2) Anche Fenomenologia del silenzio, tuo libro precedente, è un titolo ricco di fascino. Ci racconti di questo libro e di questo titolo?
Fenomenologia del Silenzio nasce dal desiderio, iniziale, di tenere insieme sillogi
introvabili per sorti varie delle Case di riferimento. Poi, nel farsi di impaginazione,
revisione diviene altro. Diviene una resa di percorso quasi ventennale in cui le
differenze di postura del pensiero poetico dinanzi alla realtà, rendono conto di
cambiamenti e visioni. Molto di questa pubblicazione deve alla lunga attività svolta
in ambito filosofico e, dunque agli attraversamenti di temi legati al periodo classico,
temi che ho preso in considerazione a causa del forte rimbombo e richiamo che
scorgo per le domande di un oggi impegnato a riflettere su radicali mutamenti dei
percorsi di umanizzazione. A mio parere, il silenzio è la prima soglia da raggiungere
per entrare in una dimensione di ascolto. L’esperienza del silenzio di cui rendo conto
è quella di un silenzio che, nel suo procedere, diviene sempre più “doppio”, quasi
materico, entità con cui discorrere. Da ciò l’utilizzo di fenomenologia: modalità di
lettura per un prendere forma capace di mutare intere percezioni di realtà.
3) Un tuo verso afferma: “Il linguaggio è tentacolo filiforme”. Dunque la tua produzione è tutta indirizzata verso la celebrazione della lingua?
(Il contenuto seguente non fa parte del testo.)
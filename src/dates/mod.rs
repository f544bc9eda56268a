//! Regional date normalization.
//!
//! Portal close dates arrive in whatever shape the portal's CMS emits:
//! `DD/MM/YYYY`, "13 February 2026", ISO timestamps, or (NZ GETS) a full
//! "2:00 PM 13 Feb 2026 (NZDT)" locale string. Everything funnels into a
//! canonical `YYYY-MM-DD` string, or `None` when nothing parseable is there.

use chrono::NaiveDate;
use regex::Regex;
use std::sync::OnceLock;

/// Normalize free-text date input to `YYYY-MM-DD`.
///
/// Parsing order, first match wins:
/// 1. ISO-prefixed input — take the date portion verbatim (validated).
/// 2. `DD/MM/YYYY` — Australian day-first order, never US month-first.
/// 3. `DD Month YYYY` — full or 3-letter English month names.
/// 4. Generic chrono fallback formats.
///
/// Never panics or errors; anything unrecognizable yields `None`.
pub fn normalize_date(input: Option<&str>) -> Option<String> {
    let s = input?.trim();
    if s.is_empty() {
        return None;
    }

    // 1. Already ISO-prefixed (possibly a full timestamp)
    if let Some(iso) = iso_prefix(s) {
        return Some(iso);
    }

    // 2. DD/MM/YYYY — region-specific day-first order
    if let Ok(d) = NaiveDate::parse_from_str(s, "%d/%m/%Y") {
        return Some(d.format("%Y-%m-%d").to_string());
    }

    // 3. DD Month YYYY (full name or abbreviation)
    for fmt in ["%d %B %Y", "%d %b %Y", "%d %B, %Y", "%d %b, %Y"] {
        if let Ok(d) = NaiveDate::parse_from_str(s, fmt) {
            return Some(d.format("%Y-%m-%d").to_string());
        }
    }

    // 4. Generic fallbacks seen in the wild on portal pages
    for fmt in ["%B %d, %Y", "%b %d, %Y", "%d-%m-%Y", "%Y/%m/%d"] {
        if let Ok(d) = NaiveDate::parse_from_str(s, fmt) {
            return Some(d.format("%Y-%m-%d").to_string());
        }
    }

    None
}

fn iso_prefix(s: &str) -> Option<String> {
    if s.len() < 10 || !s.is_char_boundary(10) {
        return None;
    }
    let head = &s[..10];
    if head.as_bytes()[4] != b'-' || head.as_bytes()[7] != b'-' {
        return None;
    }
    NaiveDate::parse_from_str(head, "%Y-%m-%d").ok()?;
    Some(head.to_string())
}

/// NZ GETS pre-pass: pull a `DD Mon YYYY` substring out of the portal's
/// "HH:MM AM/PM DD Mon YYYY (timezone)" close-date strings, then delegate to
/// the generic normalizer.
pub fn normalize_nz_date(input: Option<&str>) -> Option<String> {
    let s = input?.trim();
    static NZ_DATE: OnceLock<Regex> = OnceLock::new();
    let re = NZ_DATE
        .get_or_init(|| Regex::new(r"(\d{1,2}\s+[A-Za-z]{3,9}\s+\d{4})").expect("nz date regex"));

    if let Some(cap) = re.captures(s) {
        if let Some(normalized) = normalize_date(Some(&cap[1])) {
            return Some(normalized);
        }
    }
    normalize_date(Some(s))
}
No, non “celebrazione” ma grande attenzione verso le sorgenti della parola, questo
sì. La parola che sorge da orizzonte esistenziale, la parola che prende forma da
silenzio capace di condurre all’epifania, la parola che dice un’intera dimensione
esistenziale e, per fare ciò si ri-fonda in forme altre raccogliendo sedimento di più
parole in una. Ecco l’attenzione alle sorgive di una parola mi affascina, questo stare
dentro l’attimo in cui essa palesa il proprio avere anima, il proprio stare dentro lo
spazio di una propria autonomia, il proprio corpo espressivo. Questo, mi affascina.
4) -Se tolgo il nodo- si compone di ventitré fotogrammi che racchiudono domande sulla realtà, oggi. Che tipo di realtà raccontano?
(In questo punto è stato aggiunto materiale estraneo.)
mod browser;
mod config;
mod dates;
mod filter;
mod models;
mod pipeline;
mod scrapers;
mod storage;
mod utils;

use anyhow::Result;
use clap::{Parser, Subcommand};
use std::sync::Arc;
use tracing::info;
use tracing_subscriber::prelude::*;
use tracing_subscriber::{fmt, EnvFilter};

use crate::config::{portal_configs, AppConfig};
use crate::pipeline::Orchestrator;
use crate::storage::RestStore;

#[derive(Parser)]
#[command(name = "tender-scraper", about = "APAC government tender scraper", version)]
struct Cli {
    #[command(subcommand)]
    command: Command,

    #[arg(short, long, action = clap::ArgAction::Count, global = true)]
    verbose: u8,
}

#[derive(Subcommand)]
enum Command {
    /// Scrape the configured portals and persist new tenders
    Scrape {
        /// Comma-separated portal keys to run (default: all enabled)
        #[arg(long, env = "PORTALS")]
        portals: Option<String>,
    },

    /// List the compiled-in portal configurations
    Portals,
}

#[tokio::main]
async fn main() -> Result<()> {
    let cli = Cli::parse();

    let filter = match cli.verbose {
        0 => "tender_scraper=info,warn",
        1 => "tender_scraper=debug,info",
        _ => "trace",
    };

    tracing_subscriber::registry()
        .with(fmt::layer().compact().with_target(false))
        .with(EnvFilter::new(filter))
        .init();

    let config = AppConfig::load()?;

    match cli.command {
        Command::Scrape { portals } => {
            let _t = utils::Timer::start("Tender scrape");

            // Missing credentials are the one fatal configuration error.
            let store = Arc::new(RestStore::new(&config.store)?);

            let summary = Orchestrator::new(config, store)
                .run(portals.as_deref())
                .await?;

            // Per-portal failures are reported, not fatal: the run completed.
            info!(
                "Done: {} found, {} inserted, {} portal failures",
                summary.total_found(),
                summary.total_inserted(),
                summary.failures()
            );
        }

        Command::Portals => {
            println!("─────────────────────────────────────────────");
            println!("  Configured portals");
            println!("─────────────────────────────────────────────");
            for p in portal_configs() {
                println!(
                    "  {:10} {:24} {}  (max {} pages, {}s timeout)",
                    p.key,
                    p.display_name,
                    if p.enabled { "enabled " } else { "disabled" },
                    p.max_pages,
                    p.timeout_secs
                );
            }
            println!("─────────────────────────────────────────────");
        }
    }

    Ok(())
}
Sono fotogrammi che raccontano una realtà che nasce da uno stacco. Quell’attimo
preciso in cui avviene un allontanamento dalla città di sopra ed inizia l’andare in
quella sorta di città invisibile in cui il rimestìo del proprio essere reclama risposta al
proprio desiderio di essere a partire dalle pieghe di tradimenti esistenziali che
segnano l’anima. La domanda che mi sono posta è: di quante realtà è fatta la realtà?
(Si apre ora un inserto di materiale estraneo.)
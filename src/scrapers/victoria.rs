//! Buying for Victoria (tenders.vic.gov.au).
//!
//! The one portal that actively blocks automated clients: the search route
//! intermittently returns 403 to anything that doesn't look like a browser
//! mid-session. Mitigations are defensive, not deterministic — realistic
//! headers and pacing come from the shared HTTP page; here we add the
//! alternate navigation path (homepage first, then search, the way a person
//! arrives) and treat a still-blocked outcome as a zero-result run rather
//! than a failure, so operators can tell "blocked" apart from "broken".

use crate::browser::{Page, PageError};
use crate::config::{AppConfig, HttpConfig, PortalConfig};
use crate::models::{RawListing, TenderResult};
use crate::scrapers::{
    debug_snapshot, element_text, filter_with_fallback, finalize, find_next_control, human_delay,
    resolve_url, run_strategies, should_continue, PortalScraper,
};
use anyhow::{Context, Result};
use async_trait::async_trait;
use scraper::{Html, Selector};
use std::path::PathBuf;
use tracing::warn;

pub struct VictoriaScraper {
    cfg: PortalConfig,
    http: HttpConfig,
    snapshot_dir: PathBuf,
}

impl VictoriaScraper {
    pub fn new(cfg: PortalConfig, app: &AppConfig) -> Self {
        Self {
            cfg,
            http: app.http.clone(),
            snapshot_dir: app.debug.snapshot_dir.clone(),
        }
    }

    fn search_url(&self) -> String {
        format!("{}/tender/search?preset=open", self.cfg.base_url)
    }

    /// Navigate to the search page, falling back to the homepage route when
    /// the direct path is blocked. `Ok(false)` means "likely blocked" — the
    /// caller reports zero results, not an error.
    async fn navigate_with_fallback(&self, page: &mut dyn Page) -> Result<bool> {
        let search = self.search_url();

        human_delay(self.http.delay_min_ms, self.http.delay_max_ms).await;
        match page.goto(&search).await {
            Ok(()) => return Ok(true),
            Err(PageError::Blocked { .. }) => {
                warn!("{}: direct search route blocked — retrying via homepage", self.cfg.key);
            }
            Err(e) => return Err(e).context("Victoria search navigation failed"),
        }

        // Arrive the way a person does: homepage first, linger, then search.
        human_delay(self.http.delay_min_ms * 2, self.http.delay_max_ms * 2).await;
        if let Err(e) = page.goto(self.cfg.base_url).await {
            warn!("{}: homepage also unreachable ({}) — likely blocked", self.cfg.key, e);
            return Ok(false);
        }

        human_delay(self.http.delay_min_ms * 2, self.http.delay_max_ms * 2).await;
        match page.goto(&search).await {
            Ok(()) => Ok(true),
            Err(e) => {
                warn!(
                    "{}: search blocked after homepage fallback ({}) — likely blocked, reporting zero results",
                    self.cfg.key, e
                );
                Ok(false)
            }
        }
    }
}

#[async_trait]
impl PortalScraper for VictoriaScraper {
    fn key(&self) -> &'static str {
        self.cfg.key
    }

    fn display_name(&self) -> &'static str {
        self.cfg.display_name
    }

    async fn scrape(&self, page: &mut dyn Page) -> Result<Vec<TenderResult>> {
        if !self.navigate_with_fallback(page).await? {
            return Ok(Vec::new());
        }

        let mut raw_all: Vec<RawListing> = Vec::new();
        let mut page_num = 1u32;

        loop {
            let (listings, next) = {
                let doc = Html::parse_document(page.content());
                let listings = run_strategies(
                    self.cfg.key,
                    &doc,
                    &[
                        ("tender-rows", extract_table_rows),
                        ("result-cards", extract_cards),
                    ],
                );
                let next = find_next_control(&doc);
                (listings, next)
            };

            if listings.is_empty() {
                debug_snapshot(
                    page,
                    &self.snapshot_dir,
                    self.cfg.key,
                    &format!("empty-page-{page_num}"),
                )
                .await;
            }

            let page_yield = listings.len();
            raw_all.extend(listings);

            if !should_continue(page_num, self.cfg.max_pages, page_yield, next.as_ref()) {
                break;
            }
            let Some(href) = next.and_then(|n| n.href) else {
                break;
            };

            human_delay(self.http.delay_min_ms, self.http.delay_max_ms).await;
            let next_url = resolve_url(self.cfg.base_url, &href);
            match page.goto(&next_url).await {
                Ok(()) => page_num += 1,
                Err(e) => {
                    // Mid-pagination blocks happen; keep what we have.
                    warn!("{}: pagination to {} failed: {}", self.cfg.key, next_url, e);
                    break;
                }
            }
        }

        let results: Vec<TenderResult> = raw_all
            .into_iter()
            .filter_map(|r| finalize(r, &self.cfg))
            .collect();

        Ok(filter_with_fallback(self.cfg.key, results))
    }
}

// ── Extraction strategies ─────────────────────────────────────────────────────

fn extract_table_rows(doc: &Html) -> Vec<RawListing> {
    let Ok(tr_sel) = Selector::parse("table tbody tr") else {
        return Vec::new();
    };
    let Ok(td_sel) = Selector::parse("td") else {
        return Vec::new();
    };
    let Ok(a_sel) = Selector::parse("a[href]") else {
        return Vec::new();
    };

    let mut listings = Vec::new();
    for tr in doc.select(&tr_sel) {
        let Some(anchor) = tr.select(&a_sel).next() else {
            continue;
        };
        let title = element_text(&anchor);
        let href = anchor.value().attr("href").map(|h| h.to_string());

        let cells: Vec<String> = tr.select(&td_sel).map(|td| element_text(&td)).collect();

        // Dates are code-shaped too ("25/12/2026"), so rule them out first.
        let reference = cells
            .iter()
            .find(|c| looks_like_code(c) && crate::dates::normalize_date(Some(c.as_str())).is_none())
            .cloned();
        let close_date_text = cells
            .iter()
            .find(|c| crate::dates::normalize_date(Some(c.as_str())).is_some())
            .cloned();
        let agency = cells
            .iter()
            .find(|c| {
                c.as_str() != title
                    && c.len() > 5
                    && !looks_like_code(c)
                    && crate::dates::normalize_date(Some(c.as_str())).is_none()
            })
            .cloned();

        listings.push(RawListing {
            reference,
            title,
            agency,
            description: None,
            close_date_text,
            href,
        });
    }
    listings
}

fn extract_cards(doc: &Html) -> Vec<RawListing> {
    let Ok(card_sel) = Selector::parse(".search-result, .tender-display-card, article") else {
        return Vec::new();
    };
    let Ok(title_sel) = Selector::parse("h2 a, h3 a, h2, h3") else {
        return Vec::new();
    };
    let Ok(a_sel) = Selector::parse("a[href]") else {
        return Vec::new();
    };
    let Ok(agency_sel) = Selector::parse(".agency, .organisation, .department") else {
        return Vec::new();
    };

    let mut listings = Vec::new();
    for card in doc.select(&card_sel) {
        let Some(title_el) = card.select(&title_sel).next() else {
            continue;
        };
        let title = element_text(&title_el);
        let href = card
            .select(&a_sel)
            .next()
            .and_then(|a| a.value().attr("href"))
            .map(|h| h.to_string());
        let agency = card.select(&agency_sel).next().map(|el| element_text(&el));

        let text = element_text(&card);
        let close_date_text = text
            .split("Closing date:")
            .nth(1)
            .or_else(|| text.split("Closes:").nth(1))
            .map(|rest| rest.trim().chars().take(24).collect::<String>());

        listings.push(RawListing {
            reference: None,
            title,
            agency,
            description: None,
            close_date_text,
            href,
        });
    }
    listings
}

/// Tender codes look like "HPV/2026-014" or "CPV123456": short, upper-case,
/// with at least one digit.
fn looks_like_code(s: &str) -> bool {
    let t = s.trim();
    (3..=24).contains(&t.len())
        && t.chars().any(|c| c.is_ascii_digit())
        && t.chars()
            .all(|c| c.is_ascii_uppercase() || c.is_ascii_digit() || "-/.".contains(c))
}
Di quanti miriadi di percorsi sono fatti i percorsi di umanizzazione? Oggi, da quali
fragilità siamo impregnati? Ho ritratto posture che indicano la risposta
all’inadeguatezza e alla mancanza attraverso l’immobilismo. Quell’ immobilismo che
Sylvia Plath definiva interruzioni d’essere indicando con ciò dimensioni di vuoto che
travalicano ogni possibilità di pensiero e ci conducono a quelle modalità di sentire
metallico matrici di spaesamento, disorientamento tanto comuni nello spazio della
soggettività contemporanea.
5) Scrive nella nota introduttiva Antonio Nazzaro: “Nello scenario di questo testo appaiono personaggi fotografati nella propria fragilità, personaggi impigliati nel labirinto dell’esistere”. Quanto di autobiografico e quanto di invenzione?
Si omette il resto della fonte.